Sadly, many animals are hit by cars during fires when they’re disoriented and panicked, and so it’s important to slow down in such areas.

You can also check animals found by roads for injuries and surviving young in pouches, and call authorities to assist. But always be careful of traffic when attending to animals on roadsides, and help other drivers be aware of you by putting hazard lights on and wearing bright clothes.

Don’t feed native wildlife, especially not peanut butter mixes

With so much vegetation burned away, supplementary feeding has gained attention following fires in New South Wales, Victoria and South Australia.

But feeding wildlife without expert advice and legal approval can do more harm than good.

Feeding inappropriate foods like processed foods, over-feeding, providing unhygienic foods or food stations, and attracting predators to food stations, can all be fatal for native wildlife.

Even some foods suggested online, such as bait balls (peanut butter mixes), can cause gastrointestinal issues for wildlife, potentially killing them. Similar issues can arise if wildlife are given some types of hay, vegetables, seeds, and fruits.

Supplementary feeding isn’t advised unless habitat and sources of food have been completely destroyed, and is only appropriate as a short-term emergency intervention until natural resources recover.

But leave it up to the experts and government agencies, which provide nutritionally suitable, specially developed and monitored food in extreme cases.

Somewhere to run and hide

In some cases, fire may mean native animals are more prone to predators killing and eating them. And, depending on the habitat, it may take months or even years for plants and animals’ homes to recover sufficiently to provide safety once again.

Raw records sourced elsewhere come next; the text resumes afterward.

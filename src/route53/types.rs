use aws_sdk_route53::types::{AliasTarget, ResourceRecord, ResourceRecordSet, RrType};

use crate::records::{DnsRecord, RecordTarget, RecordType};
use crate::route53::errors::Route53Error;

/// A hosted zone as this tool sees it: Route 53 id plus normalized name.
#[derive(Debug, Clone, PartialEq)]
pub struct HostedZone {
    pub id: String,
    pub name: String,
}

/// Convert a listed record set into the domain model.
///
/// Record sets with a type outside `RecordType` come back as
/// `UnsupportedRecord` so callers can skip them instead of failing the run.
pub fn record_from_rrset(rrset: &ResourceRecordSet) -> Result<DnsRecord, Route53Error> {
    let record_type: RecordType =
        rrset
            .r#type
            .as_str()
            .parse()
            .map_err(|_| Route53Error::UnsupportedRecord {
                name: rrset.name.clone(),
                record_type: rrset.r#type.as_str().to_string(),
            })?;

    let target = match &rrset.alias_target {
        Some(alias) => RecordTarget::Alias {
            dns_name: alias.dns_name.clone(),
            hosted_zone_id: alias.hosted_zone_id.clone(),
            evaluate_target_health: alias.evaluate_target_health,
        },
        None => RecordTarget::Values(
            rrset
                .resource_records()
                .iter()
                .map(|record| record.value.clone())
                .collect(),
        ),
    };

    Ok(DnsRecord {
        name: rrset.name.clone(),
        record_type,
        target,
        ttl: rrset.ttl,
    })
}

/// Build the record set for a DELETE or UPSERT change. Route 53 requires the
/// submitted set to match the stored one, so everything captured at listing
/// time goes back in.
pub fn rrset_from_record(record: &DnsRecord) -> Result<ResourceRecordSet, Route53Error> {
    let mut builder = ResourceRecordSet::builder()
        .name(&record.name)
        .r#type(RrType::from(record.record_type.as_str()));

    match &record.target {
        RecordTarget::Alias {
            dns_name,
            hosted_zone_id,
            evaluate_target_health,
        } => {
            builder = builder.alias_target(
                AliasTarget::builder()
                    .hosted_zone_id(hosted_zone_id)
                    .dns_name(dns_name)
                    .evaluate_target_health(*evaluate_target_health)
                    .build()?,
            );
        }
        RecordTarget::Values(values) => {
            for value in values {
                builder =
                    builder.resource_records(ResourceRecord::builder().value(value).build()?);
            }
            if let Some(ttl) = record.ttl {
                builder = builder.ttl(ttl);
            }
        }
    }

    Ok(builder.build()?)
}
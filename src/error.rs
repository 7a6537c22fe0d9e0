use std::path::PathBuf;
use thiserror::Error;

/// Result type alias using the library's Error type.
pub type Result<T> = std::result::Result<T, Error>;

/// Fatal error types for the treemerge library.
///
/// Filesystem failures met while walking the project or writing the merged
/// document are logged and counted instead of being returned; only the
/// variants below abort a run.
#[derive(Error, Debug, Clone)]
#[non_exhaustive]
pub enum Error {
    /// IO error with context about the file path.
    #[error("IO error accessing '{path}': {message}")]
    Io {
        /// Path where the error occurred
        path: PathBuf,
        /// Error message
        message: String,
    },

    /// Configuration validation error.
    #[error("Invalid configuration: {message}")]
    Config {
        /// Detailed error message
        message: String,
    },

    /// A required configuration field is absent.
    #[error("Missing configuration field '{field}'")]
    MissingField {
        /// Name of the missing field
        field: String,
    },

    /// A configuration value has the wrong shape.
    #[error("Configuration field '{field}' must be {expected}, found {found}")]
    ConfigType {
        /// Name of the offending field
        field: String,
        /// Description of the expected shape
        expected: &'static str,
        /// Description of the value actually found
        found: String,
    },

    /// JSON serialization error.
    #[error("Serialization error: {message}")]
    Serialization {
        /// Error message
        message: String,
    },
}

impl Error {
    /// Creates an IO error with path context.
    #[must_use]
    pub fn io(path: impl Into<PathBuf>, source: std::io::Error) -> Self {
        Self::Io {
            path: path.into(),
            message: source.to_string(),
        }
    }

    /// Creates a configuration error.
    #[must_use]
    pub fn config(message: impl Into<String>) -> Self {
        Self::Config {
            message: message.into(),
        }
    }

    /// Creates a missing field error.
    #[must_use]
    pub fn missing_field(field: impl Into<String>) -> Self {
        Self::MissingField {
            field: field.into(),
        }
    }

    /// Creates a configuration type error.
    #[must_use]
    pub fn config_type(
        field: impl Into<String>,
        expected: &'static str,
        found: impl Into<String>,
    ) -> Self {
        Self::ConfigType {
            field: field.into(),
            expected,
            found: found.into(),
        }
    }

    /// Returns true if this is an IO error.
    #[must_use]
    pub const fn is_io(&self) -> bool {
        matches!(self, Self::Io { .. })
    }

    /// Returns true if this error comes from configuration loading or validation.
    #[must_use]
    pub const fn is_config(&self) -> bool {
        matches!(
            self,
            Self::Config { .. } | Self::MissingField { .. } | Self::ConfigType { .. }
        )
    }
}

impl From<serde_json::Error> for Error {
    fn from(e: serde_json::Error) -> Self {
        Self::Serialization {
            message: e.to_string(),
        }
    }
}

#[cfg(test)]
mod tests {
    use super::*;

    #[test]
    fn test_error_creation() {
        let err = Error::config("test message");
        assert!(err.is_config());
        assert!(err.to_string().contains("test message"));
    }

    #[test]
    fn test_io_error() {
        let io_err = std::io::Error::new(std::io::ErrorKind::NotFound, "file not found");
        let err = Error::io("/tmp/out", io_err);
        assert!(err.is_io());
        assert!(err.to_string().contains("/tmp/out"));
    }

    #[test]
    fn test_config_type_error_names_field() {
        let err = Error::config_type("skip_files", "an array of strings", "a number");
        assert!(err.is_config());
        assert_eq!(
            err.to_string(),
            "Configuration field 'skip_files' must be an array of strings, found a number"
        );
    }

    #[test]
    fn test_missing_field_error() {
        let err = Error::missing_field("project_language");
        assert!(err.is_config());
        assert!(err.to_string().contains("project_language"));
    }

    #[test]
    fn test_serialization_error() {
        let json_err = serde_json::from_str::<serde_json::Value>("invalid json").unwrap_err();
        let err: Error = json_err.into();
        assert!(err.to_string().contains("Serialization error"));
    }
}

However, new approaches – such as building artificial shelters out of fencing wire and shade cloth – may help to buy species time, keeping small mammals, reptiles and other potential prey safe from hungry mouths. This could occur both on private and public land.

Artificial refuges to provide wildlife with shelter and protection from predators after fire.
Tim Doherty (Deakin University)

Show wildlife the money

Caring for wildlife after fires, whether they’re injured or have lost their homes, is a marathon, not a sprint. And given the scale of these fires, our wild neighbours need our increased support.

Often, the most helpful thing people can do is raise and donate funds to organisations, including Zoos Victoria and the Ecological Society of Australia.

Some wildife species, such as bristlebirds, corroboree frogs, and mountain pygmy-possums, are being pushed to the brink of extinction and may need long-term captive breeding and release programs, or investment in active management of wild populations (such as the newly constructed feral predator-free area for Kangaroo Island dunnarts).

We can all help to make a difference and protect our remarkable and unique wildlife that so desperately needs our help.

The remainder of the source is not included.